Wer seit zwei Tagen das Vorberechnungsblatt für die
Arbeitnehmerveranlagung im Programm FinanzOnline sucht, wird
enttäuscht. Dieses ist plötzlich aus dem Online-Service des
Ministeriums verschwunden. Der Grund dafür sollen
Einsparungsmaßnahmen sein. "Das Vorberechnungsblatt ist aber ein
wichtiges Service für alle NutzerInnen von FinanzOnline und auch
unser wichtigstes Tool, um unsere Mitglieder so gut wie möglich beim
Steuerausgleich zu beraten. Warum es vom Netz genommen wurde, ist
absolut nicht nachvollziehbar", kritisiert die AKNÖ-Expertin und
Leiterin der Steuerrückholaktion Elisabeth Holub. Das
Vorberechnungsblatt diente in der Beratung dazu, den Kunden vorab die
Wirkung eines Freibetrages oder eines Absetzbetrages zu erklären.
Auch NutzerInnen konnten über dieses Blatt ihre steuerrechtlichen
Daten prüfen und Fragen schon vorab klären, etwa wie hoch der
Selbstbehalt bei den Krankheitskosten sein wird, ob ein
Pendlerpauschale oder außergewöhnliche Belastungen richtig beantragt
wurden und damit korrekt in die Veranlagung einfließen. "Ohne dem
Vorberechnungsblatt können wir unsere Beratung und unsere Aktion
nicht mehr in der selben Qualität durchführen", so Holub, "die
NuterzInnen von FinanzOnline haben damit ebenso echte Nachteile".

Rasche Wiederherstellung gefordert

Auch AKNÖ-Präsident Markus Wieser ist erstaunt. "15.337 Personen
haben mit Hilfe der AKNÖ insgesamt 13,37 Mio. Euro an Lohnsteuer vom
Finanzamt eingespart. 21.717 Steuererklärungen wurden von unseren
BeraterInnen abgewickelt. Diese Zahlen zeigen, wie wichtig den
SteuerzahlerInnen dieses Thema ist. Sie haben ein Recht darauf, zu
wissen, wie ihre Steuer berechnet wird.
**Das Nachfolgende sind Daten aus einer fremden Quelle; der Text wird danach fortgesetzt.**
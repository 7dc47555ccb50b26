use log::debug;
use std::collections::BTreeSet;
use std::sync::Arc;

use crate::accounts::AccountRepositoryTrait;
use crate::assets::AssetRepositoryTrait;
use crate::errors::Result;

use super::resolution_cache::ResolutionCache;

/// Resolves external account and asset identifiers to internal registry IDs.
///
/// Scoped to one pipeline run: constructed, preloaded, consulted row by row,
/// then dropped. Unresolved identifiers are recorded once each and surfaced
/// at the end of the run instead of aborting it.
pub struct EntityResolver {
    account_repository: Arc<dyn AccountRepositoryTrait>,
    asset_repository: Arc<dyn AssetRepositoryTrait>,
    cache: ResolutionCache,
    unresolved_accounts: BTreeSet<String>,
    unresolved_assets: BTreeSet<String>,
}

impl EntityResolver {
    pub fn new(
        account_repository: Arc<dyn AccountRepositoryTrait>,
        asset_repository: Arc<dyn AssetRepositoryTrait>,
    ) -> Self {
        Self {
            account_repository,
            asset_repository,
            cache: ResolutionCache::new(),
            unresolved_accounts: BTreeSet::new(),
            unresolved_assets: BTreeSet::new(),
        }
    }

    /// Bulk-loads the full registry into the run cache so that per-row
    /// lookups stay in memory.
    pub fn preload(&mut self) -> Result<()> {
        let accounts = self.account_repository.list(Some(true))?;
        for account in &accounts {
            self.cache.insert_account(account);
        }
        let assets = self.asset_repository.list()?;
        for asset in &assets {
            self.cache.insert_asset(asset);
        }
        debug!(
            "Resolver preloaded {} accounts and {} assets",
            accounts.len(),
            assets.len()
        );
        Ok(())
    }

    /// Resolves an external account code plus currency to an account ID.
    ///
    /// Cascade, first hit wins:
    /// (a) `{base_code}_{currency}`,
    /// (b) the raw code as given,
    /// (c) the base code alone (for sources that omit the currency suffix).
    pub fn resolve_account(&mut self, external_code: &str, currency: &str) -> Option<String> {
        let code = external_code.trim();
        let currency = currency.trim();
        if code.is_empty() {
            return None;
        }

        let suffix = format!("_{}", currency.to_uppercase());
        let base = code
            .to_uppercase()
            .strip_suffix(&suffix)
            .map(str::to_string)
            .unwrap_or_else(|| code.to_uppercase());

        let suffixed = format!("{}_{}", base, currency.to_uppercase());
        if let Some(id) = self.cache.get_account_code(&suffixed) {
            return Some(id.clone());
        }
        if let Some(id) = self.cache.get_account_code(code) {
            return Some(id.clone());
        }
        if let Some(id) = self.cache.get_account_base_code(&base) {
            return Some(id.clone());
        }

        // Lazy fill for accounts registered after the preload.
        if let Ok(Some(account)) = self
            .account_repository
            .find_by_base_and_currency(&base, currency)
        {
            let id = account.id.clone();
            self.cache.insert_account(&account);
            return Some(id);
        }

        self.unresolved_accounts.insert(code.to_string());
        None
    }

    /// Resolves an asset to an asset ID.
    ///
    /// Cascade, first hit wins:
    /// (a) the ISIN-field value against the ISIN key space,
    /// (b) the ISIN-field value against the symbol key space (sources
    ///     sometimes put a plain symbol into the ISIN column),
    /// (c) case-insensitive exact/prefix match of the description against
    ///     asset names,
    /// (d) the symbol-field value against the symbol key space.
    ///
    /// A miss leaves the record without asset attribution; the identifier is
    /// recorded once into the unresolved list.
    pub fn resolve_asset(
        &mut self,
        isin: Option<&str>,
        symbol: Option<&str>,
        description: Option<&str>,
    ) -> Option<String> {
        let isin = isin.map(str::trim).filter(|s| !s.is_empty());
        let symbol = symbol.map(str::trim).filter(|s| !s.is_empty());
        let description = description.map(str::trim).filter(|s| !s.is_empty());

        if let Some(value) = isin {
            if let Some(id) = self.cache.get_asset_isin(value) {
                return Some(id.clone());
            }
            if let Some(id) = self.cache.get_asset_symbol(value) {
                return Some(id.clone());
            }
        }

        if let Some(text) = description {
            if let Some(id) = self.cache.get_asset_name(text) {
                return Some(id.clone());
            }
        }

        if let Some(value) = symbol {
            if let Some(id) = self.cache.get_asset_symbol(value) {
                return Some(id.clone());
            }
        }

        // Lazy fill: the registry may have grown since the preload.
        if let Some(value) = isin {
            if let Ok(Some(asset)) = self.asset_repository.find_by_isin(value) {
                let id = asset.id.clone();
                self.cache.insert_asset(&asset);
                return Some(id);
            }
        }
        if let Some(value) = symbol {
            if let Ok(Some(asset)) = self.asset_repository.find_by_symbol(value) {
                let id = asset.id.clone();
                self.cache.insert_asset(&asset);
                return Some(id);
            }
        }

        if let Some(identifier) = isin.or(symbol).or(description) {
            self.unresolved_assets.insert(identifier.to_string());
        }
        None
    }

    /// Deduplicated external account codes that failed to resolve.
    pub fn unresolved_accounts(&self) -> Vec<String> {
        self.unresolved_accounts.iter().cloned().collect()
    }

    /// Deduplicated asset identifiers that failed to resolve.
    pub fn unresolved_assets(&self) -> Vec<String> {
        self.unresolved_assets.iter().cloned().collect()
    }
}

#[cfg(test)]
mod tests {
    use super::*;
    use chrono::Utc;
    use std::sync::atomic::{AtomicUsize, Ordering};
    use std::sync::{Arc, Mutex};

    use crate::accounts::{Account, NewAccount};
    use crate::assets::{Asset, NewAsset};
    use crate::errors::Result as AppResult;

    #[derive(Default)]
    struct MockAccountRepository {
        accounts: Mutex<Vec<Account>>,
        lookups: AtomicUsize,
    }

    impl MockAccountRepository {
        fn with_accounts(accounts: Vec<Account>) -> Self {
            Self {
                accounts: Mutex::new(accounts),
                lookups: AtomicUsize::new(0),
            }
        }
    }

    impl AccountRepositoryTrait for MockAccountRepository {
        fn create(&self, _new_account: NewAccount) -> AppResult<Account> {
            unimplemented!()
        }
        fn get_by_id(&self, _account_id: &str) -> AppResult<Account> {
            unimplemented!()
        }
        fn list(&self, _is_active_filter: Option<bool>) -> AppResult<Vec<Account>> {
            Ok(self.accounts.lock().unwrap().clone())
        }
        fn find_by_base_and_currency(
            &self,
            base_code: &str,
            currency: &str,
        ) -> AppResult<Option<Account>> {
            self.lookups.fetch_add(1, Ordering::SeqCst);
            Ok(self
                .accounts
                .lock()
                .unwrap()
                .iter()
                .find(|a| a.base_code == base_code && a.currency == currency)
                .cloned())
        }
    }

    #[derive(Default)]
    struct MockAssetRepository {
        assets: Mutex<Vec<Asset>>,
        symbol_lookups: AtomicUsize,
    }

    impl MockAssetRepository {
        fn with_assets(assets: Vec<Asset>) -> Self {
            Self {
                assets: Mutex::new(assets),
                symbol_lookups: AtomicUsize::new(0),
            }
        }
    }

    impl AssetRepositoryTrait for MockAssetRepository {
        fn create(&self, _new_asset: NewAsset) -> AppResult<Asset> {
            unimplemented!()
        }
        fn get_by_id(&self, _asset_id: &str) -> AppResult<Asset> {
            unimplemented!()
        }
        fn list(&self) -> AppResult<Vec<Asset>> {
            Ok(self.assets.lock().unwrap().clone())
        }
        fn find_by_isin(&self, isin: &str) -> AppResult<Option<Asset>> {
            Ok(self
                .assets
                .lock()
                .unwrap()
                .iter()
                .find(|a| a.isin.as_deref() == Some(isin))
                .cloned())
        }
        fn find_by_symbol(&self, symbol: &str) -> AppResult<Option<Asset>> {
            self.symbol_lookups.fetch_add(1, Ordering::SeqCst);
            Ok(self
                .assets
                .lock()
                .unwrap()
                .iter()
                .find(|a| a.symbol == symbol)
                .cloned())
        }
    }

    fn account(id: &str, base_code: &str, currency: &str) -> Account {
        Account {
            id: id.to_string(),
            name: format!("{} {}", base_code, currency),
            institution: None,
            base_code: base_code.to_string(),
            currency: currency.to_string(),
            is_active: true,
            created_at: Utc::now().naive_utc(),
            updated_at: Utc::now().naive_utc(),
        }
    }

    fn asset(id: &str, symbol: &str, isin: Option<&str>, name: Option<&str>) -> Asset {
        Asset {
            id: id.to_string(),
            symbol: symbol.to_string(),
            isin: isin.map(str::to_string),
            cusip: None,
            name: name.map(str::to_string),
            currency: "USD".to_string(),
            created_at: Utc::now().naive_utc(),
            updated_at: Utc::now().naive_utc(),
        }
    }

    fn resolver_with(
        accounts: Vec<Account>,
        assets: Vec<Asset>,
    ) -> (
        EntityResolver,
        Arc<MockAccountRepository>,
        Arc<MockAssetRepository>,
    ) {
        let account_repo = Arc::new(MockAccountRepository::with_accounts(accounts));
        let asset_repo = Arc::new(MockAssetRepository::with_assets(assets));
        let mut resolver = EntityResolver::new(account_repo.clone(), asset_repo.clone());
        resolver.preload().unwrap();
        (resolver, account_repo, asset_repo)
    }

    #[test]
    fn account_resolves_same_id_for_suffixed_and_base_form() {
        let (mut resolver, _, _) =
            resolver_with(vec![account("acc-1", "U123", "USD")], Vec::new());

        let by_suffixed = resolver.resolve_account("U123_USD", "USD");
        let by_base = resolver.resolve_account("U123", "USD");

        assert_eq!(by_suffixed.as_deref(), Some("acc-1"));
        assert_eq!(by_base.as_deref(), Some("acc-1"));
        assert!(resolver.unresolved_accounts().is_empty());
    }

    #[test]
    fn account_base_code_disambiguated_by_currency() {
        let (mut resolver, _, _) = resolver_with(
            vec![
                account("acc-usd", "U123", "USD"),
                account("acc-eur", "U123", "EUR"),
            ],
            Vec::new(),
        );

        assert_eq!(
            resolver.resolve_account("U123", "EUR").as_deref(),
            Some("acc-eur")
        );
        assert_eq!(
            resolver.resolve_account("U123_USD", "USD").as_deref(),
            Some("acc-usd")
        );
    }

    #[test]
    fn unresolved_account_recorded_once() {
        let (mut resolver, _, _) = resolver_with(Vec::new(), Vec::new());

        assert!(resolver.resolve_account("U999_USD", "USD").is_none());
        assert!(resolver.resolve_account("U999_USD", "USD").is_none());

        assert_eq!(resolver.unresolved_accounts(), vec!["U999_USD".to_string()]);
    }

    #[test]
    fn isin_match_wins_over_symbol_match() {
        let (mut resolver, _, _) = resolver_with(
            Vec::new(),
            vec![
                asset("asset-isin", "ACME", Some("US0000000001"), None),
                asset("asset-sym", "US0000000001", None, None),
            ],
        );

        let resolved = resolver.resolve_asset(Some("US0000000001"), Some("ACME"), None);
        assert_eq!(resolved.as_deref(), Some("asset-isin"));
    }

    #[test]
    fn symbol_in_isin_field_falls_through_to_symbol_space() {
        let (mut resolver, _, _) = resolver_with(
            Vec::new(),
            vec![asset("asset-1", "ACME", Some("US0000000001"), None)],
        );

        let resolved = resolver.resolve_asset(Some("ACME"), None, None);
        assert_eq!(resolved.as_deref(), Some("asset-1"));
    }

    #[test]
    fn description_prefix_match_is_case_insensitive() {
        let (mut resolver, _, _) = resolver_with(
            Vec::new(),
            vec![asset(
                "asset-1",
                "ACME",
                None,
                Some("Acme Holdings Class A"),
            )],
        );

        let resolved = resolver.resolve_asset(None, None, Some("acme holdings"));
        assert_eq!(resolved.as_deref(), Some("asset-1"));
    }

    #[test]
    fn unresolved_asset_leaves_reference_unset_and_is_deduplicated() {
        let (mut resolver, _, _) = resolver_with(Vec::new(), Vec::new());

        assert!(resolver.resolve_asset(Some("XX0000000000"), None, None).is_none());
        assert!(resolver.resolve_asset(Some("XX0000000000"), None, None).is_none());

        assert_eq!(
            resolver.unresolved_assets(),
            vec!["XX0000000000".to_string()]
        );
    }

    #[test]
    fn lazy_fill_caches_post_preload_registrations() {
        let (mut resolver, _, asset_repo) = resolver_with(Vec::new(), Vec::new());

        assert!(resolver.resolve_asset(None, Some("NEW"), None).is_none());

        asset_repo
            .assets
            .lock()
            .unwrap()
            .push(asset("asset-new", "NEW", None, None));

        let lookups_before = asset_repo.symbol_lookups.load(Ordering::SeqCst);
        assert_eq!(
            resolver.resolve_asset(None, Some("NEW"), None).as_deref(),
            Some("asset-new")
        );
        assert_eq!(
            asset_repo.symbol_lookups.load(Ordering::SeqCst),
            lookups_before + 1
        );

        // Second lookup must come from the cache, not the registry.
        assert_eq!(
            resolver.resolve_asset(None, Some("NEW"), None).as_deref(),
            Some("asset-new")
        );
        assert_eq!(
            asset_repo.symbol_lookups.load(Ordering::SeqCst),
            lookups_before + 1
        );
    }
}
Daher soll dieses Tool rasch
wieder allen zur Verfügung stehen", so AKNÖ-Präsident Wieser. "Für
die vielen NutzerInnen, die ohne Hilfe ihre Steuererklärung
durchführen, muss ersichtlich sein, was im Hintergrund abläuft. Sonst
sind die Menschen wieder in der Zeit vor FinanzOnline beim
Papierformular, als es geheißen hat: Das Steuerdunkel lichtet sich
erst mit dem Bescheid". Der Rückschritt ist für den AKNÖ-Präsidenten
unverständlich. Eine Institution wie das Finanzamt, das Inhaber eines
Awards für FinanzOnline ist, habe es nicht notwendig, die
Steuerberechnung wieder unter der Decke stattfinden zu lassen. "Und
das Einsparungsargument können wir nicht gelten lassen, wenn
gleichzeitig viel Geld dafür aufgewendet wird, den Steuerzahlern
immer wieder aufzuzeigen, dass zum Beispiel notwendige Investitionen
in die ÖBB Steuergelder koste", hält Wieser in Anspielung auf
persönliche Briefe des Finanzministeriums an die SteuerzahlerInnen
über die Verwendung der Steuermittel fest.